OFFSHORE FUNDS GROUP
Hedge Funds IN The News For All The Wrong Reasons - June 2005
Hedge Funds in the Headlines For All The Wrong Reasons.
You will find below a Bloomberg article that was published last week. We have been preaching the benefits of the inclusion of low-risk and absolute returns funds in a properly balanced portfolio for years. It is very important to ensure your overall portfolio is balanced and structured to meet your priorities, objectives and overall risk profile.
Of the several hundreds of offshore funds on our platform, many represent investments that are deemed as 'Absolute Return' products, or close to it. Many of the others are nearly as low risk but with the chance of higher regular returns. We, and the fund managers we represent, have come together to offer you a means to create highly diversified portfolios giving positive yields.
Our newly redesigned website has a new section where you can complete a detailed client profile from which we will prepare a report for you of how to invest according to your stated aims and objectives. Even more important. it is easy to build portfolios that succeed. Just go to click here and let us help you improve your portfolio performance and decrease portfolio volatility.
May 23 (Bloomberg – By David Clarke) - Hedge funds overseen by firms such as Quadriga Capital Management Inc. and Bailey Coates Asset Management LLP posted losses of more than 20 percent amid tumult in the financial markets following the credit-rating downgrades of U.S. automakers General Motor Corp. and Ford Motor Co.
The Quadriga Superfund C was down 28.6 percent this year as of May 17 and Superfund B fell 23.2 percent, according to the Vienna-based company's Web site. The Bailey Coates Cromwell Fund declined 20.1 percent in the first four months of 2005, data compiled by Bloomberg show.
``Some hedge funds have been surfing on the edge and they have been caught out,'' said Nigel Bolton, who oversees about $9 billion as head of European stocks at Scottish Widows Investment Partnership in Edinburgh.
Christian Halper, co-founder of Quadriga, wasn't immediately available for comment. In a statement, London-based Bailey Coates, started two years ago by former Perry Capital LLP analysts Jonathan Bailey and Stephen Coates, said it plans to keep ``the fund going''.

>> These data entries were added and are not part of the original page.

//! Ping-pong transfers
//!
//! In a ping-pong cycle, the controller runs the primary descriptor, then
//! the alternate, then the primary again, and so on. While it runs one
//! half, software refills the other. The controller stops when it finds a
//! half that isn't in ping-pong mode.
//!
//! There's no lock between the two. The completion flag is the only
//! signal that the controller finished a half, and software has until the
//! running half completes to refill the finished one. Miss that deadline,
//! and the controller either stops, or re-runs a stale descriptor.
//!
//! [`PingPong`] tracks which half is safe to write, and only moves that
//! knowledge forward when it observes a completion flag.

use crate::{
    channel::Channel,
    config::Config,
    descriptor::{CycleControl, Descriptor, Half},
    Error, Result,
};

/// A channel running ping-pong cycles
///
/// ```no_run
/// use es32_dma::{ping_pong::PingPong, Config, Half};
/// # use es32_dma::{Dma, DescriptorTable};
/// # static DESCRIPTORS: DescriptorTable = DescriptorTable::new();
/// # static DMA: Dma<6> = unsafe { Dma::new(core::ptr::null(), &DESCRIPTORS) };
/// # fn fill(_: Half) -> Config { Config::new() }
///
/// let channel = unsafe { DMA.channel(0) };
/// let mut ping_pong = PingPong::new(channel, &fill(Half::Primary), &fill(Half::Alternate))?;
/// unsafe { ping_pong.start() };
///
/// loop {
///     if let Some(half) = ping_pong.poll_complete() {
///         ping_pong.refill(half, &fill(half))?;
///     }
/// }
/// # Ok::<(), es32_dma::Error>(())
/// ```
pub struct PingPong {
    channel: Channel,
    /// The half the controller is running, or runs next
    running: Half,
}

impl PingPong {
    /// Prepare `channel` for ping-pong cycles
    ///
    /// `first` goes into the primary half, and `second` into the alternate
    /// half. The channel's settings (priority, interrupt, trigger, burst)
    /// come from `first`. The `half` fields are ignored.
    ///
    /// The channel is disabled first. It's not enabled; see [`start`](Self::start).
    pub fn new(mut channel: Channel, first: &Config, second: &Config) -> Result<Self> {
        channel.disable();
        let alternate = second.descriptor(CycleControl::PingPong)?;
        let primary = Config {
            half: Half::Primary,
            ..*first
        };
        // Check the primary before touching the alternate slot.
        primary.validate()?;
        // Safety: channel is disabled.
        unsafe { channel.write_descriptor(Half::Alternate, alternate) };
        channel.configure(CycleControl::PingPong, &primary)?;
        Ok(PingPong {
            channel,
            running: Half::Primary,
        })
    }

    /// Enable the channel
    ///
    /// # Safety
    ///
    /// Caller must ensure that the buffers in both halves are valid for
    /// the lifetime of the transfers.
    pub unsafe fn start(&mut self) {
        self.channel.clear_complete();
        self.channel.enable();
    }

    /// Returns the half the controller is using
    pub fn running(&self) -> Half {
        self.running
    }

    /// Check for a completed half
    ///
    /// If the channel's completion flag is set, `poll_complete` clears it
    /// and returns the half that the controller finished. That half may
    /// now be refilled.
    pub fn poll_complete(&mut self) -> Option<Half> {
        if !self.channel.is_complete() {
            return None;
        }
        self.channel.clear_complete();
        let done = self.running;
        self.running = done.other();
        if self.channel.is_enabled() && self.channel.selected_half() != self.running {
            log::warn!(
                "DMA{} ping-pong out of step, controller on {:?}",
                self.channel.channel(),
                self.channel.selected_half()
            );
        }
        Some(done)
    }

    /// Refill a finished half with the next transfer
    ///
    /// Fails with [`Error::Busy`] if `half` is the one the controller is
    /// running. Only the transfer fields of `config` are used.
    pub fn refill(&mut self, half: Half, config: &Config) -> Result<()> {
        self.write(half, config, CycleControl::PingPong)
    }

    /// Refill a finished half with the final transfer
    ///
    /// The controller stops after it runs this half, and the channel
    /// signals completion one more time.
    pub fn finish(&mut self, half: Half, config: &Config) -> Result<()> {
        self.write(half, config, CycleControl::Basic)
    }

    fn write(&mut self, half: Half, config: &Config, mode: CycleControl) -> Result<()> {
        if half == self.running {
            return Err(Error::Busy);
        }
        let descriptor = config.descriptor(mode)?;
        // Safety: the controller finished this half, and it's
        // running the other one.
        unsafe { self.channel.write_descriptor(half, descriptor) };
        Ok(())
    }

    /// Returns a descriptor, as the controller last wrote it
    pub fn descriptor(&self, half: Half) -> Descriptor {
        self.channel.descriptor(half)
    }

    /// Stop the cycles, and return the channel
    pub fn release(self) -> Channel {
        self.channel.disable();
        self.channel.clear_complete();
        self.channel
    }
}
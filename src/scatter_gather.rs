//! Scatter-gather descriptors
//!
//! In a scatter-gather cycle, the channel's primary descriptor doesn't
//! move data. It copies the next *task*, a descriptor from a list in
//! memory, into the channel's alternate slot. The controller then runs
//! that alternate descriptor, and returns to the primary for the next
//! task.
//!
//! - In a memory scatter-gather cycle, each task runs as soon as it's
//!   copied.
//! - In a peripheral scatter-gather cycle, each task waits for the next
//!   peripheral request.
//!
//! Build tasks with [`alternate`]. End the list with [`last`], so that the
//! channel stops after the final task. Start the chain with
//! [`Channel::configure_scatter_gather`].
//!
//! ```
//! use es32_dma::{scatter_gather, Config, Descriptor, Increment, Width};
//!
//! // Gather two blocks of SRAM into one.
//! let block = |source: usize, destination: usize, count| Config {
//!     source: source as *const (),
//!     destination: destination as *mut (),
//!     count,
//!     width: Width::Word,
//!     source_increment: Increment::Word,
//!     destination_increment: Increment::Word,
//!     ..Config::new()
//! };
//!
//! let mut tasks = [Descriptor::new(); 2];
//! scatter_gather::alternate(&mut tasks[0], &block(0x2000_0000, 0x2000_2000, 8), true)?;
//! scatter_gather::last(&mut tasks[1], &block(0x2000_1000, 0x2000_2020, 4), true)?;
//! # Ok::<(), es32_dma::Error>(())
//! ```

use crate::{
    channel::Channel,
    config::{bus_address, Config},
    descriptor::{Arbitration, CycleControl, Descriptor, Half, Increment, Width, MAX_ELEMENTS},
    error::ConfigError,
    Result,
};

/// Words in one task. The primary descriptor copies a task four words at a time.
const TASK_WORDS: usize = core::mem::size_of::<Descriptor>() / 4;

/// The longest task list one primary descriptor can copy
pub const MAX_TASKS: usize = MAX_ELEMENTS / TASK_WORDS;

/// Build an alternate descriptor for a scatter-gather chain
///
/// The cycle mode is forced to
/// [`MemoryScatterGatherAlternate`](CycleControl::MemoryScatterGatherAlternate)
/// when `memory` is `true`, and to
/// [`PeripheralScatterGatherAlternate`](CycleControl::PeripheralScatterGatherAlternate)
/// otherwise. `next_useburst` is forced to `memory`: a memory chain keeps
/// going in burst mode, a peripheral chain doesn't.
///
/// Only `descriptor` is written. `config`'s channel settings (half, priority,
/// interrupt, trigger, burst) are ignored.
pub fn alternate(descriptor: &mut Descriptor, config: &Config, memory: bool) -> Result<()> {
    let mode = if memory {
        CycleControl::MemoryScatterGatherAlternate
    } else {
        CycleControl::PeripheralScatterGatherAlternate
    };
    let mut task = config.descriptor(mode)?;
    task.control = task.control.set_next_burst(memory);
    *descriptor = task;
    Ok(())
}

/// Build the final task of a scatter-gather chain
///
/// The final task runs in auto mode for a memory chain, and in basic mode
/// for a peripheral chain. Either way, the channel stops after it, and
/// signals completion.
pub fn last(descriptor: &mut Descriptor, config: &Config, memory: bool) -> Result<()> {
    let mode = if memory {
        CycleControl::Auto
    } else {
        CycleControl::Basic
    };
    *descriptor = config.descriptor(mode)?;
    Ok(())
}

/// Build the primary descriptor that copies `tasks` task descriptors,
/// starting at `source`, into the alternate slot at `slot`
///
/// The source walks the task list. The destination end is the slot's last
/// word, whatever the task count.
fn copy_tasks(
    source: *const Descriptor,
    tasks: usize,
    slot: *const Descriptor,
    mode: CycleControl,
) -> Result<Descriptor> {
    if tasks > MAX_TASKS {
        return Err(ConfigError::TooManyElements(tasks * TASK_WORDS).into());
    }
    let copy = Config {
        source: source.cast(),
        destination: slot.cast_mut().cast(),
        count: tasks * TASK_WORDS,
        width: Width::Word,
        source_increment: Increment::Word,
        destination_increment: Increment::Word,
        arbitration: Arbitration::After4,
        ..Config::new()
    };
    let mut descriptor = copy.descriptor(mode)?;
    descriptor.destination_end = bus_address(slot as usize)?
        .checked_add(((TASK_WORDS - 1) * 4) as u32)
        .ok_or(ConfigError::AddressOverflow)?;
    Ok(descriptor)
}

impl Channel {
    /// Start a scatter-gather chain over `tasks`
    ///
    /// Writes the primary descriptor that copies each task into this
    /// channel's alternate slot, then applies `options` like
    /// [`configure`](Self::configure). Only the channel settings of `options`
    /// are used: priority, interrupt, trigger, and burst. The channel is not
    /// enabled.
    ///
    /// `tasks` must stay in place, unchanged, until the chain completes.
    ///
    /// # Errors
    ///
    /// Fails if `tasks` is empty, or holds more than [`MAX_TASKS`].
    pub fn configure_scatter_gather(
        &mut self,
        tasks: &[Descriptor],
        memory: bool,
        options: &Config,
    ) -> Result<()> {
        let mode = if memory {
            CycleControl::MemoryScatterGatherPrimary
        } else {
            CycleControl::PeripheralScatterGatherPrimary
        };
        let primary = copy_tasks(
            tasks.as_ptr(),
            tasks.len(),
            self.descriptor_address(Half::Alternate),
            mode,
        )?;
        let options = Config {
            half: Half::Primary,
            ..*options
        };
        self.configure_descriptor(primary, &options)
    }
}

#[cfg(test)]
mod tests {
    use super::*;
    use crate::{fake::Fake, ConfigError, Error, Priority};

    fn chunk() -> Config {
        Config {
            source: 0x2000_0000 as *const (),
            destination: 0x2000_0800 as *mut (),
            count: 32,
            width: Width::HalfWord,
            source_increment: Increment::HalfWord,
            destination_increment: Increment::HalfWord,
            ..Config::new()
        }
    }

    #[test]
    fn memory_continuation() {
        let mut descriptor = Descriptor::new();
        alternate(&mut descriptor, &chunk(), true).unwrap();
        assert_eq!(
            descriptor.control.cycle_control(),
            CycleControl::MemoryScatterGatherAlternate
        );
        assert!(descriptor.control.next_burst());
        assert_eq!(descriptor.source_end, 0x2000_0000 + 62);
        assert_eq!(descriptor.destination_end, 0x2000_0800 + 62);
    }

    #[test]
    fn peripheral_continuation() {
        let mut descriptor = Descriptor::new();
        alternate(&mut descriptor, &chunk(), false).unwrap();
        assert_eq!(
            descriptor.control.cycle_control(),
            CycleControl::PeripheralScatterGatherAlternate
        );
        assert!(!descriptor.control.next_burst());
    }

    #[test]
    fn bad_chunk_leaves_descriptor() {
        let mut descriptor = Descriptor::new();
        let empty = Config {
            count: 0,
            ..chunk()
        };
        assert_eq!(
            alternate(&mut descriptor, &empty, true),
            Err(Error::InvalidConfig(ConfigError::EmptyTransfer))
        );
        assert_eq!(descriptor, Descriptor::new());
    }

    #[test]
    fn last_task_stops_the_chain() {
        let mut descriptor = Descriptor::new();
        last(&mut descriptor, &chunk(), true).unwrap();
        assert_eq!(descriptor.control.cycle_control(), CycleControl::Auto);
        last(&mut descriptor, &chunk(), false).unwrap();
        assert_eq!(descriptor.control.cycle_control(), CycleControl::Basic);
    }

    const TASKS: usize = 0x2000_1000;
    const SLOT: usize = 0x2000_4120;

    fn chain(tasks: usize) -> Descriptor {
        copy_tasks(
            TASKS as *const Descriptor,
            tasks,
            SLOT as *const Descriptor,
            CycleControl::MemoryScatterGatherPrimary,
        )
        .unwrap()
    }

    #[test]
    fn primary_copies_tasks_into_the_alternate_slot() {
        let primary = chain(3);
        let control = primary.control;
        assert_eq!(
            control.cycle_control(),
            CycleControl::MemoryScatterGatherPrimary
        );
        assert_eq!(control.count(), 12);
        assert_eq!(control.arbitration(), Arbitration::After4);
        assert_eq!(control.source_width(), Some(Width::Word));
        assert_eq!(control.destination_increment(), Increment::Word);
        assert_eq!(primary.source_end as usize, TASKS + 3 * 16 - 4);
        assert_eq!(primary.destination_end as usize, SLOT + 12);
    }

    #[test]
    fn destination_ends_on_the_slot_for_any_task_count() {
        for tasks in [1, 2, 3, 64, MAX_TASKS] {
            let primary = chain(tasks);
            assert_eq!(primary.control.count(), tasks * 4);
            assert_eq!(primary.source_end as usize, TASKS + tasks * 16 - 4);
            assert_eq!(primary.destination_end as usize - SLOT, 12);
        }
    }

    #[test]
    fn chain_primary_applies_the_channel_settings() {
        let fake = Fake::new();
        let mut channel = unsafe { fake.dma.channel(2) };
        let options = Config {
            priority: Priority::High,
            half: Half::Alternate,
            ..Config::new()
        };
        channel
            .configure_descriptor(
                chain(3),
                &Config {
                    half: Half::Primary,
                    ..options
                },
            )
            .unwrap();
        fake.settle();
        assert_eq!(channel.descriptor(Half::Primary), chain(3));
        assert_eq!(channel.selected_half(), Half::Primary);
        assert_eq!(channel.priority(), Priority::High);
        assert!(channel.is_request_masked());

        unsafe { channel.enable() };
        fake.settle();
        assert_eq!(
            channel.configure_descriptor(chain(1), &options),
            Err(Error::Busy)
        );
        assert_eq!(channel.descriptor(Half::Primary), chain(3));
    }

    #[test]
    fn task_list_limit() {
        let fake = Fake::new();
        let mut channel = unsafe { fake.dma.channel(0) };
        let tasks = std::vec![Descriptor::new(); MAX_TASKS + 1];
        assert_eq!(
            channel.configure_scatter_gather(&tasks, false, &Config::new()),
            Err(Error::InvalidConfig(ConfigError::TooManyElements(1028)))
        );
        assert_eq!(
            channel.configure_scatter_gather(&[], false, &Config::new()),
            Err(Error::InvalidConfig(ConfigError::EmptyTransfer))
        );
    }
}
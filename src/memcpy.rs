//! DMA-powered memcpy

use crate::{channel::Channel, interrupt::Transfer, Config, CycleControl, Element, Error, Result};

use core::{
    future::Future,
    pin::Pin,
    task::{Context, Poll},
};

/// A memcpy operation
///
/// The future yields when the copy is complete.
pub struct Memcpy<'a> {
    transfer: Transfer<'a>,
    channel: &'a Channel,
    requested: bool,
}

/// Perform a DMA-powered `memcpy` between the `source` and `destination` buffers
///
/// Copies the minimum number of elements between the two buffers, at most
/// 1024. The channel runs an auto cycle, so one software request moves
/// every element.
///
/// The channel keeps its priority and completion interrupt setting. You're
/// responsible for calling [`on_interrupt`](crate::Dma::on_interrupt) if the
/// interrupt fires.
///
/// # Errors
///
/// Fails if either buffer is empty, or if the copy is too long for one
/// descriptor.
pub fn memcpy<'a, E: Element>(
    source: &'a [E],
    destination: &'a mut [E],
    channel: &'a mut Channel,
) -> Result<Memcpy<'a>> {
    let config = Config::memory_to_memory(source, destination);
    // Safety: the future borrows both buffers.
    unsafe { Memcpy::new(channel, &config) }
}

impl<'a> Memcpy<'a> {
    /// # Safety
    ///
    /// The memory that `config` describes must stay valid for `'a`.
    unsafe fn new(channel: &'a mut Channel, config: &Config) -> Result<Self> {
        channel.disable();
        let config = Config {
            priority: channel.priority(),
            interrupt: channel.is_interrupt_on_completion(),
            ..*config
        };
        channel.configure(CycleControl::Auto, &config)?;

        let channel: &'a Channel = channel;
        Ok(Memcpy {
            // Safety: transfer is properly prepared
            transfer: Transfer::new(channel),
            channel,
            requested: false,
        })
    }
}

impl Future for Memcpy<'_> {
    type Output = core::result::Result<(), Error>;

    fn poll(mut self: Pin<&mut Self>, cx: &mut Context<'_>) -> Poll<Self::Output> {
        // Safety: data not moved
        let transfer = unsafe { self.as_mut().map_unchecked_mut(|this| &mut this.transfer) };
        let poll = transfer.poll(cx);
        if poll.is_pending() && !self.requested {
            // Safety: memory properly prepared, and the channel is enabled.
            unsafe { self.channel.software_request() };
            // Safety: OK to toggle a bool...
            unsafe { self.as_mut().get_unchecked_mut().requested = true };
        }
        poll
    }
}

// Drop handled by Transfer impl
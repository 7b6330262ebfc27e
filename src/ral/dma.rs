//! µDMA register block and fields
//!
//! The first 0x50 bytes follow the PL230 programmer's model. The interrupt
//! registers and the per-channel trigger selectors are ES32 additions that
//! live in the same peripheral window.

use super::{RORegister, RWRegister, WORegister};

/// µDMA registers.
#[repr(C)]
pub struct RegisterBlock {
    /// Controller status
    pub STATUS: RORegister<u32>,
    /// Controller configuration
    pub CFG: WORegister<u32>,
    /// Primary descriptor table base pointer
    pub CTRLBASE: RWRegister<u32>,
    /// Alternate descriptor table base pointer
    pub ALTCTRLBASE: RWRegister<u32>,
    /// Channel wait-on-request status
    pub WAITONREQ: RORegister<u32>,
    /// Channel software request
    pub CHSWREQ: WORegister<u32>,
    /// Channel useburst set (reads back the useburst status)
    pub CHUSEBURSTSET: RWRegister<u32>,
    /// Channel useburst clear
    pub CHUSEBURSTCLR: WORegister<u32>,
    /// Channel request mask set (reads back the mask status)
    pub CHREQMASKSET: RWRegister<u32>,
    /// Channel request mask clear
    pub CHREQMASKCLR: WORegister<u32>,
    /// Channel enable set (reads back the enable status)
    pub CHENSET: RWRegister<u32>,
    /// Channel enable clear
    pub CHENCLR: WORegister<u32>,
    /// Channel primary-alternate set (reads back the selection)
    pub CHPRIALTSET: RWRegister<u32>,
    /// Channel primary-alternate clear
    pub CHPRIALTCLR: WORegister<u32>,
    /// Channel priority set (reads back the priority status)
    pub CHPRSET: RWRegister<u32>,
    /// Channel priority clear
    pub CHPRCLR: WORegister<u32>,
    _reserved0: [u32; 3],
    /// Bus error clear (reads back the bus error status)
    pub ERRCLR: RWRegister<u32>,
    _reserved1: [u8; 0x1000 - 0x50],
    /// Interrupt enable
    pub IER: WORegister<u32>,
    /// Interrupt disable
    pub IDR: WORegister<u32>,
    /// Interrupt valid status
    pub IVS: RORegister<u32>,
    /// Raw interrupt flags
    pub IFLAG: RORegister<u32>,
    /// Interrupt flag clear
    pub ICFR: WORegister<u32>,
    _reserved2: [u8; 0x1100 - 0x1014],
    /// Channel trigger selectors
    pub CH_SELCON: [selcon::RegisterBlock; 32],
}

const _: () = assert!(core::mem::offset_of!(RegisterBlock, ERRCLR) == 0x4C);
const _: () = assert!(core::mem::offset_of!(RegisterBlock, IER) == 0x1000);
const _: () = assert!(core::mem::offset_of!(RegisterBlock, ICFR) == 0x1010);
const _: () = assert!(core::mem::offset_of!(RegisterBlock, CH_SELCON) == 0x1100);

/// Flag bit shared by the interrupt registers for the global error.
pub const ERR_FLAG: u32 = 1 << 31;

pub mod STATUS {
    /// The controller is enabled
    pub mod MASTER_ENABLE {
        pub const offset: u32 = 0;
        pub const mask: u32 = 0x1 << offset;
        pub mod R {}
        pub mod W {}
        pub mod RW {}
    }
    /// State machine
    pub mod STATE {
        pub const offset: u32 = 4;
        pub const mask: u32 = 0xF << offset;
        pub mod R {}
        pub mod W {}
        pub mod RW {}
    }
    /// Number of implemented channels, minus one
    pub mod CHNLS_MINUS1 {
        pub const offset: u32 = 16;
        pub const mask: u32 = 0x1F << offset;
        pub mod R {}
        pub mod W {}
        pub mod RW {}
    }
}

pub mod CFG {
    /// Enable the controller
    pub mod MASTER_ENABLE {
        pub const offset: u32 = 0;
        pub const mask: u32 = 0x1 << offset;
        pub mod R {}
        pub mod W {}
        pub mod RW {}
    }
    /// HPROT for descriptor fetches
    pub mod CHNL_PROT_CTRL {
        pub const offset: u32 = 5;
        pub const mask: u32 = 0x7 << offset;
        pub mod R {}
        pub mod W {}
        pub mod RW {}
    }
}

pub mod CTRLBASE {
    /// Only the bits above the table size are writable
    pub mod CTRL_BASE_PTR {
        pub const offset: u32 = 9;
        pub const mask: u32 = 0x7F_FFFF << offset;
        pub mod R {}
        pub mod W {}
        pub mod RW {}
    }
}

pub mod ALTCTRLBASE {
    pub mod ALT_CTRL_BASE_PTR {
        pub const offset: u32 = 8;
        pub const mask: u32 = 0xFF_FFFF << offset;
        pub mod R {}
        pub mod W {}
        pub mod RW {}
    }
}

pub mod ERRCLR {
    pub mod ERR_CLR {
        pub const offset: u32 = 0;
        pub const mask: u32 = 0x1 << offset;
        pub mod R {}
        pub mod W {}
        pub mod RW {}
    }
}

/// Channel trigger selector.
pub mod selcon {
    use super::RWRegister;

    #[repr(C)]
    pub struct RegisterBlock {
        /// Trigger source and signal for one channel
        pub SELCON: RWRegister<u32>,
    }

    pub mod SELCON {
        /// Trigger source (`msel`)
        pub mod MSEL {
            pub const offset: u32 = 0;
            pub const mask: u32 = 0x3F << offset;
            pub mod R {}
            pub mod W {}
            pub mod RW {}
        }
        /// Trigger signal (`msigsel`)
        pub mod MSIGSEL {
            pub const offset: u32 = 8;
            pub const mask: u32 = 0xF << offset;
            pub mod R {}
            pub mod W {}
            pub mod RW {}
        }
    }
}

The assets of Bailey Coates's funds have plummeted about 50 percent this year to $635 million, the Wall Street Journal reported earlier today, citing people familiar with the firm.The declines of the Quadriga and Bailey Coates funds far exceed the average 1.6 percent four-month drop of hedge funds tracked by Hennessee Group LLC, a New York-based consulting firm that tracks industry returns. The slide occurred as hedge funds attracted a record $27.4 billion in the first quarter, pushing the industry's assets to more than $1 trillion for the first time, according to Chicago-based Hedge Fund Research Inc.